Вечером я даже не волновалась.
– Не смотри на меня так, – попросила я Таню, снимая бигуди.
– Да я гляжу, ты применяешь тяжелую артиллерию, – хитро сказала подруга. – Не верится, что ты снова делаешь это ради мужчины.
– Я делаю это ради себя.
– Ну, конечно.
– Послушай. Я не ставлю себе цели завоевать его сердце.
– Ну да, зачем ставить перед собой цель, которая уже достигнута?
– О чем ты?
– Ты подумала, что будешь делать, если он и правда в тебя влюбится?
– Не будет такого. Он взрослый, – улыбнулась я глупости соседки и стала красить губы.
– Я думаю, что будет. Точнее, уже начинается. И скоро ты поймешь, что не знаешь, что с этим делать. Потому что ты сама его не любишь.
– Верно, не люблю. Я не хочу всего этого.
– Тогда зачем даешь ему надежду? Соглашаешься на свидание? Зачем? Ты хочешь поиграть с ним, как с Птицей?
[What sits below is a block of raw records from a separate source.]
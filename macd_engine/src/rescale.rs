//! Post-computation rescaling of the MACD and signal lines.
//!
//! The raw lines are in price units, which makes thresholds hard to compare
//! across tickers. Two alternative scales are offered:
//! - [`Rescale::Normalization`]: each line z-scored on its own mean and sample
//!   standard deviation, landing roughly in -2..2;
//! - [`Rescale::Percentile`]: the z-scores pushed through the standard normal
//!   CDF and mapped onto -100..100.
//!
//! Crossovers are re-classified on the rescaled lines, because the two lines
//! are scaled independently and can cross at different steps than the raw ones.

use std::{fmt, str::FromStr};

use serde::{Deserialize, Serialize};
use statrs::distribution::{ContinuousCDF, Normal};

use crate::macd::MacdSeries;

#[derive(Debug, Clone, Copy, Default, PartialEq, Eq, Serialize, Deserialize)]
#[serde(rename_all = "snake_case")]
pub enum Rescale {
    #[default]
    Original,
    Normalization,
    Percentile,
}

impl Rescale {
    /// Returns a new series with both lines rescaled and crossovers
    /// re-classified. `Original` returns an identical copy.
    pub fn apply(self, series: &MacdSeries) -> MacdSeries {
        let dates = series.dates().to_vec();
        match self {
            Rescale::Original => series.clone(),
            Rescale::Normalization => MacdSeries::from_lines(
                dates,
                zscore(series.macd_line()),
                zscore(series.signal_line()),
            ),
            Rescale::Percentile => MacdSeries::from_lines(
                dates,
                percentile(series.macd_line()),
                percentile(series.signal_line()),
            ),
        }
    }

    /// Short human description of the scale, shown next to the chart.
    pub fn describe(self) -> &'static str {
        match self {
            Rescale::Original => "original data",
            Rescale::Normalization => "normalized data",
            Rescale::Percentile => "percentile data (numbers in %)",
        }
    }
}

impl fmt::Display for Rescale {
    fn fmt(&self, f: &mut fmt::Formatter<'_>) -> fmt::Result {
        let s = match self {
            Rescale::Original => "original",
            Rescale::Normalization => "normalization",
            Rescale::Percentile => "percentile",
        };
        f.write_str(s)
    }
}

impl FromStr for Rescale {
    type Err = String;

    fn from_str(s: &str) -> Result<Self, Self::Err> {
        match s.trim().to_lowercase().as_str() {
            "original" | "raw" => Ok(Rescale::Original),
            "normalization" | "normalized" | "zscore" => Ok(Rescale::Normalization),
            "percentile" | "pct" => Ok(Rescale::Percentile),
            other => Err(format!(
                "unknown scale '{other}', expected original, normalization or percentile"
            )),
        }
    }
}

/// Z-scores `values` with the sample (n-1) standard deviation.
///
/// A line with fewer than two points, or with no spread, maps to all zeros.
pub fn zscore(values: &[f64]) -> Vec<f64> {
    let n = values.len();
    if n < 2 {
        return vec![0.0; n];
    }
    let mean = values.iter().sum::<f64>() / n as f64;
    let var = values.iter().map(|v| (v - mean).powi(2)).sum::<f64>() / (n as f64 - 1.0);
    let std = var.sqrt();
    if !std.is_finite() || std == 0.0 {
        return vec![0.0; n];
    }
    values.iter().map(|v| (v - mean) / std).collect()
}

/// Z-scores `values`, then maps each score to `Φ(z)·200 − 100`.
pub fn percentile(values: &[f64]) -> Vec<f64> {
    let normal = Normal::standard();
    zscore(values)
        .into_iter()
        .map(|z| normal.cdf(z) * 200.0 - 100.0)
        .collect()
}
use chrono::{Duration, NaiveDate, Utc};
use market_data_ingestor::{
    models::{
        asset::AssetClass,
        request_params::{BarsRequestParams, ProviderParams},
        timeframe::{TimeFrame, TimeFrameUnit},
    },
    providers::{
        DataProvider, ProviderError,
        alpaca_rest::{
            params::{AlpacaBarsParams, Sort},
            provider::AlpacaProvider,
        },
        fetch_daily_series,
    },
};
use secrecy::SecretString;
use serial_test::serial;
use tokio::{
    io::{AsyncReadExt, AsyncWriteExt},
    net::{TcpListener, TcpStream},
    sync::mpsc,
};

/// A request as seen by the mock server.
#[derive(Debug)]
struct Recorded {
    request_line: String,
    /// Header names lowercased, values as sent.
    headers: Vec<(String, String)>,
}

impl Recorded {
    fn header(&self, name: &str) -> Option<&str> {
        self.headers.iter().find(|(k, _)| k == name).map(|(_, v)| v.as_str())
    }
}

/// Reads one request head, `None` if the peer goes away first.
async fn read_head(socket: &mut TcpStream) -> Option<Recorded> {
    let mut buf = Vec::new();
    let mut chunk = [0u8; 1024];
    while !buf.windows(4).any(|w| w == b"\r\n\r\n") {
        let n = socket.read(&mut chunk).await.ok()?;
        if n == 0 {
            return None;
        }
        buf.extend_from_slice(&chunk[..n]);
    }
    let head = String::from_utf8_lossy(&buf).to_string();
    let mut lines = head.split("\r\n");
    let request_line = lines.next()?.to_string();
    let headers = lines
        .take_while(|l| !l.is_empty())
        .filter_map(|l| l.split_once(':'))
        .map(|(k, v)| (k.trim().to_ascii_lowercase(), v.trim().to_string()))
        .collect();
    Some(Recorded { request_line, headers })
}

/// Serves canned responses on a local port. Each connection gets the answer
/// chosen by `respond` for its request line; every request is reported back
/// through the returned channel so assertions run on the test task.
async fn mock_server(
    respond: fn(&str) -> (u16, String),
) -> (String, mpsc::UnboundedReceiver<Recorded>) {
    let listener = TcpListener::bind("127.0.0.1:0").await.unwrap();
    let addr = listener.local_addr().unwrap();
    let (tx, rx) = mpsc::unbounded_channel();

    tokio::spawn(async move {
        while let Ok((mut socket, _)) = listener.accept().await {
            let tx = tx.clone();
            tokio::spawn(async move {
                let Some(recorded) = read_head(&mut socket).await else {
                    return;
                };
                let (status, body) = respond(&recorded.request_line);
                let _ = tx.send(recorded);
                let reply = format!(
                    "HTTP/1.1 {status} X\r\ncontent-type: application/json\r\ncontent-length: {}\r\nconnection: close\r\n\r\n{body}",
                    body.len()
                );
                let _ = socket.write_all(reply.as_bytes()).await;
                let _ = socket.shutdown().await;
            });
        }
    });

    (format!("http://{addr}"), rx)
}

fn provider(base_url: &str) -> AlpacaProvider {
    AlpacaProvider::with_credentials(
        SecretString::new("test-key".into()),
        SecretString::new("test-secret".into()),
    )
    .unwrap()
    .with_base_url(base_url)
}

fn paged(request_line: &str) -> (u16, String) {
    if request_line.contains("page_token=page2") {
        (
            200,
            r#"{"bars":{"AAPL":[
                {"t":"2024-01-04T05:00:00Z","o":3,"h":3,"l":3,"c":3,"v":300},
                {"t":"2024-01-05T05:00:00Z","o":4,"h":4,"l":4,"c":4,"v":400}
            ]},"next_page_token":null}"#
                .to_string(),
        )
    } else {
        (
            200,
            r#"{"bars":{"AAPL":[
                {"t":"2024-01-02T05:00:00Z","o":1,"h":1,"l":1,"c":1,"v":100,"n":10,"vw":1.0},
                {"t":"2024-01-03T05:00:00Z","o":2,"h":2,"l":2,"c":2,"v":200,"n":20,"vw":2.0}
            ]},"next_page_token":"page2"}"#
                .to_string(),
        )
    }
}

fn forbidden(_request_line: &str) -> (u16, String) {
    (403, r#"{"message":"forbidden"}"#.to_string())
}

fn empty(_request_line: &str) -> (u16, String) {
    (200, r#"{"bars":{},"next_page_token":null}"#.to_string())
}

fn date(y: i32, m: u32, d: u32) -> NaiveDate {
    NaiveDate::from_ymd_opt(y, m, d).unwrap()
}

#[tokio::test]
async fn follows_next_page_token() {
    let (url, mut requests) = mock_server(paged).await;
    let series = fetch_daily_series(
        &provider(&url),
        "AAPL",
        date(2024, 1, 1),
        date(2024, 1, 31),
        ProviderParams::None,
    )
    .await
    .unwrap();

    let closes: Vec<f64> = series.closes().map(|(_, c)| c).collect();
    assert_eq!(closes, vec![1.0, 2.0, 3.0, 4.0]);
    assert_eq!(series.first_date(), Some(date(2024, 1, 2)));
    assert_eq!(series.bars[0].trade_count, Some(10));

    let first = requests.recv().await.unwrap();
    assert!(first.request_line.starts_with("GET /v2/stocks/bars?"));
    assert!(first.request_line.contains("symbols=AAPL"));
    assert!(first.request_line.contains("timeframe=1Day"));
    assert!(!first.request_line.contains("page_token"));
    assert_eq!(first.header("apca-api-key-id"), Some("test-key"));
    assert_eq!(first.header("apca-api-secret-key"), Some("test-secret"));
    let second = requests.recv().await.unwrap();
    assert!(second.request_line.contains("page_token=page2"));
    assert_eq!(second.header("apca-api-secret-key"), Some("test-secret"));
}

#[tokio::test]
async fn non_success_status_is_an_api_error() {
    let (url, mut requests) = mock_server(forbidden).await;
    let err = fetch_daily_series(
        &provider(&url),
        "AAPL",
        date(2024, 1, 1),
        date(2024, 1, 31),
        ProviderParams::None,
    )
    .await
    .unwrap_err();

    match err {
        ProviderError::Api { status, message, .. } => {
            assert_eq!(status, 403);
            assert!(message.contains("forbidden"));
        }
        other => panic!("expected Api error, got {other:?}"),
    }
    // a 403 is not retried by the provider itself
    assert!(requests.recv().await.is_some());
    assert!(requests.try_recv().is_err());
}

#[tokio::test]
async fn empty_bars_map_is_no_data() {
    let (url, _requests) = mock_server(empty).await;
    let err = fetch_daily_series(
        &provider(&url),
        "ZZZZ",
        date(2024, 1, 1),
        date(2024, 1, 31),
        ProviderParams::None,
    )
    .await
    .unwrap_err();
    assert!(matches!(err, ProviderError::NoData { .. }));
}

#[tokio::test]
async fn unsupported_timeframe_is_rejected_before_any_request() {
    let p = provider("http://127.0.0.1:9");
    let mut params = BarsRequestParams::daily("AAPL", date(2024, 1, 1), date(2024, 1, 31));
    params.timeframe = TimeFrame::new(2, TimeFrameUnit::Day);
    let err = p.fetch_bars(params).await.unwrap_err();
    assert!(matches!(err, ProviderError::Validation { .. }));
}

#[tokio::test]
#[serial]
#[ignore]
async fn test_alpaca_provider_fetch_bars() {
    // This test requires APCA_API_KEY_ID and APCA_API_SECRET_KEY to be set in the environment.
    if std::env::var("APCA_API_KEY_ID").is_err() || std::env::var("APCA_API_SECRET_KEY").is_err() {
        println!("Skipping test_alpaca_provider_fetch_bars: API keys not set.");
        return;
    }

    let provider = AlpacaProvider::new().expect("Failed to create AlpacaProvider");

    let params = BarsRequestParams {
        symbols: vec!["AAPL".to_string()],
        timeframe: TimeFrame::day(),
        start: Utc::now() - Duration::days(10),
        end: Utc::now() - Duration::days(1),
        asset_class: AssetClass::UsEquity,
        provider_specific: ProviderParams::Alpaca(AlpacaBarsParams {
            sort: Some(Sort::Desc),
            limit: Some(5),
            ..Default::default()
        }),
    };

    let result = provider.fetch_bars(params).await;
    assert!(result.is_ok(), "fetch_bars returned an error: {:?}", result.err());

    let bar_series_vec = result.unwrap();
    assert_eq!(bar_series_vec.len(), 1, "Expected 1 BarSeries for AAPL");

    let aapl_series = &bar_series_vec[0];
    assert_eq!(aapl_series.symbol, "AAPL");
    assert!(!aapl_series.bars.is_empty(), "Expected to fetch at least one bar for AAPL");

    if aapl_series.bars.len() > 1 {
        assert!(aapl_series.bars[0].timestamp > aapl_series.bars[1].timestamp);
    }
}
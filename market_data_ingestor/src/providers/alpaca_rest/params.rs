use serde::{Deserialize, Serialize};

use crate::{
    models::{
        request_params::{BarsRequestParams, ProviderParams},
        timeframe::{TimeFrame, TimeFrameUnit},
    },
    providers::{ProviderError, ValidationSnafu},
};

/// Specifies the corporate action adjustment for stock data.
#[derive(Clone, Copy, Debug, Serialize, Deserialize, Default, PartialEq, Eq)]
#[serde(rename_all = "snake_case")]
pub enum Adjustment {
    #[default]
    Raw,
    Split,
    Dividend,
    All,
}

/// Specifies the source feed for stock data.
#[derive(Clone, Copy, Debug, Serialize, Deserialize, Default, PartialEq, Eq)]
#[serde(rename_all = "snake_case")]
pub enum Feed {
    #[default]
    Sip,
    Iex,
    Otc,
}

/// Specifies the sort order for the bars.
#[derive(Clone, Copy, Debug, Serialize, Deserialize, Default, PartialEq, Eq)]
#[serde(rename_all = "snake_case")]
pub enum Sort {
    #[default]
    Asc,
    Desc,
}

/// Alpaca-specific parameters for a bars request.
#[derive(Clone, Debug, Serialize, Deserialize, Default, PartialEq)]
#[serde(deny_unknown_fields)]
pub struct AlpacaBarsParams {
    #[serde(skip_serializing_if = "Option::is_none")]
    pub adjustment: Option<Adjustment>,
    #[serde(skip_serializing_if = "Option::is_none")]
    pub feed: Option<Feed>,
    #[serde(skip_serializing_if = "Option::is_none")]
    pub currency: Option<String>,
    #[serde(skip_serializing_if = "Option::is_none")]
    pub limit: Option<u32>,
    #[serde(skip_serializing_if = "Option::is_none")]
    pub sort: Option<Sort>,
}

fn query_value<T: Serialize>(value: &T) -> String {
    // unit enums serialize to a bare JSON string
    serde_json::to_value(value)
        .ok()
        .and_then(|v| v.as_str().map(str::to_owned))
        .unwrap_or_default()
}

/// Alpaca's timeframe token, e.g. `1Day`, `15Min`.
pub fn alpaca_timeframe(tf: &TimeFrame) -> String {
    let unit = match tf.unit {
        TimeFrameUnit::Minute => "Min",
        TimeFrameUnit::Hour => "Hour",
        TimeFrameUnit::Day => "Day",
        TimeFrameUnit::Week => "Week",
        TimeFrameUnit::Month => "Month",
    };
    format!("{}{}", tf.amount, unit)
}

/// Rejects timeframes the bars endpoint does not accept.
pub fn validate_timeframe(tf: &TimeFrame) -> Result<(), ProviderError> {
    let ok = match tf.unit {
        TimeFrameUnit::Minute => (1..=59).contains(&tf.amount),
        TimeFrameUnit::Hour => (1..=23).contains(&tf.amount),
        TimeFrameUnit::Day | TimeFrameUnit::Week => tf.amount == 1,
        TimeFrameUnit::Month => [1, 2, 3, 6, 12].contains(&tf.amount),
    };
    if ok {
        Ok(())
    } else {
        ValidationSnafu {
            message: format!("timeframe {tf} is not supported by Alpaca"),
        }
        .fail()
    }
}

/// Builds the query string pairs for one page of a bars request.
pub fn construct_params(params: &BarsRequestParams) -> Vec<(String, String)> {
    let mut query = vec![
        ("symbols".to_string(), params.symbols.join(",")),
        ("timeframe".to_string(), alpaca_timeframe(&params.timeframe)),
        ("start".to_string(), params.start.to_rfc3339()),
        ("end".to_string(), params.end.to_rfc3339()),
    ];

    let defaults = AlpacaBarsParams::default();
    let extra = match &params.provider_specific {
        ProviderParams::Alpaca(p) => p,
        ProviderParams::None => &defaults,
    };
    if let Some(adjustment) = &extra.adjustment {
        query.push(("adjustment".to_string(), query_value(adjustment)));
    }
    if let Some(feed) = &extra.feed {
        query.push(("feed".to_string(), query_value(feed)));
    }
    if let Some(currency) = &extra.currency {
        query.push(("currency".to_string(), currency.clone()));
    }
    if let Some(limit) = extra.limit {
        query.push(("limit".to_string(), limit.to_string()));
    }
    // ascending unless asked otherwise, so pages concatenate in date order
    let sort = extra.sort.unwrap_or_default();
    query.push(("sort".to_string(), query_value(&sort)));
    query
}
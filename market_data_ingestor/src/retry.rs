//! Retry with exponential backoff around any [`DataProvider`].

use std::time::Duration;

use async_trait::async_trait;
use tracing::warn;

use crate::{
    models::{bar_series::BarSeries, request_params::BarsRequestParams},
    providers::{DataProvider, ProviderError},
};

/// How often and how patiently a failed request is repeated.
///
/// Attempt `n` (zero-based) that fails with a retryable error waits
/// `base_delay * 2^n` before the next one. Non-retryable errors are returned
/// immediately.
#[derive(Debug, Clone, Copy, PartialEq, Eq)]
pub struct RetryPolicy {
    pub max_retries: u32,
    pub base_delay: Duration,
}

impl Default for RetryPolicy {
    fn default() -> Self {
        Self {
            max_retries: 3,
            base_delay: Duration::from_millis(1000),
        }
    }
}

impl RetryPolicy {
    pub fn new(max_retries: u32, base_delay_ms: u64) -> Self {
        Self {
            max_retries,
            base_delay: Duration::from_millis(base_delay_ms),
        }
    }

    pub fn delay_for(&self, attempt: u32) -> Duration {
        self.base_delay.saturating_mul(2u32.saturating_pow(attempt))
    }
}

/// Wraps a provider and repeats retryable failures according to a
/// [`RetryPolicy`].
pub struct RetryingProvider<P> {
    inner: P,
    policy: RetryPolicy,
}

impl<P> RetryingProvider<P> {
    pub fn new(inner: P, policy: RetryPolicy) -> Self {
        Self { inner, policy }
    }

    pub fn into_inner(self) -> P {
        self.inner
    }
}

#[async_trait]
impl<P> DataProvider for RetryingProvider<P>
where
    P: DataProvider + Send + Sync,
{
    async fn fetch_bars(&self, params: BarsRequestParams) -> Result<Vec<BarSeries>, ProviderError> {
        let mut attempt = 0u32;
        loop {
            match self.inner.fetch_bars(params.clone()).await {
                Ok(series) => return Ok(series),
                Err(e) if e.is_retryable() && attempt < self.policy.max_retries => {
                    let delay = self.policy.delay_for(attempt);
                    warn!(
                        "retry | attempt {}/{} failed: {e}; retrying in {delay:?}",
                        attempt + 1,
                        self.policy.max_retries + 1
                    );
                    tokio::time::sleep(delay).await;
                    attempt += 1;
                }
                Err(e) => return Err(e),
            }
        }
    }
}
– Что за допрос? – повернулась я, поправляя длинные каштановые локоны и любуясь собой, несмотря на причитания Тани. – Во-первых, никому никакой надежды я не даю. Об отношениях пока даже речи не велось. Нам приятно быть рядом – всё. Во-вторых, никто моего соглашения не спрашивал, меня просто поставили перед фактом. В-третьих, поступать с Андреевым так, как с Птицей, мне не позволит совесть. Не хочу я с ним спать, и использовать не смогу, даже если это реально потребуется моему организму. А чего ты вообще так завелась? Али глаз на него положила?
– Ничего я не положила, у меня Вадим есть, – обиженно ответила Таня. – Просто не хочу, чтобы моя лучшая подруга становилась… – замолчала она.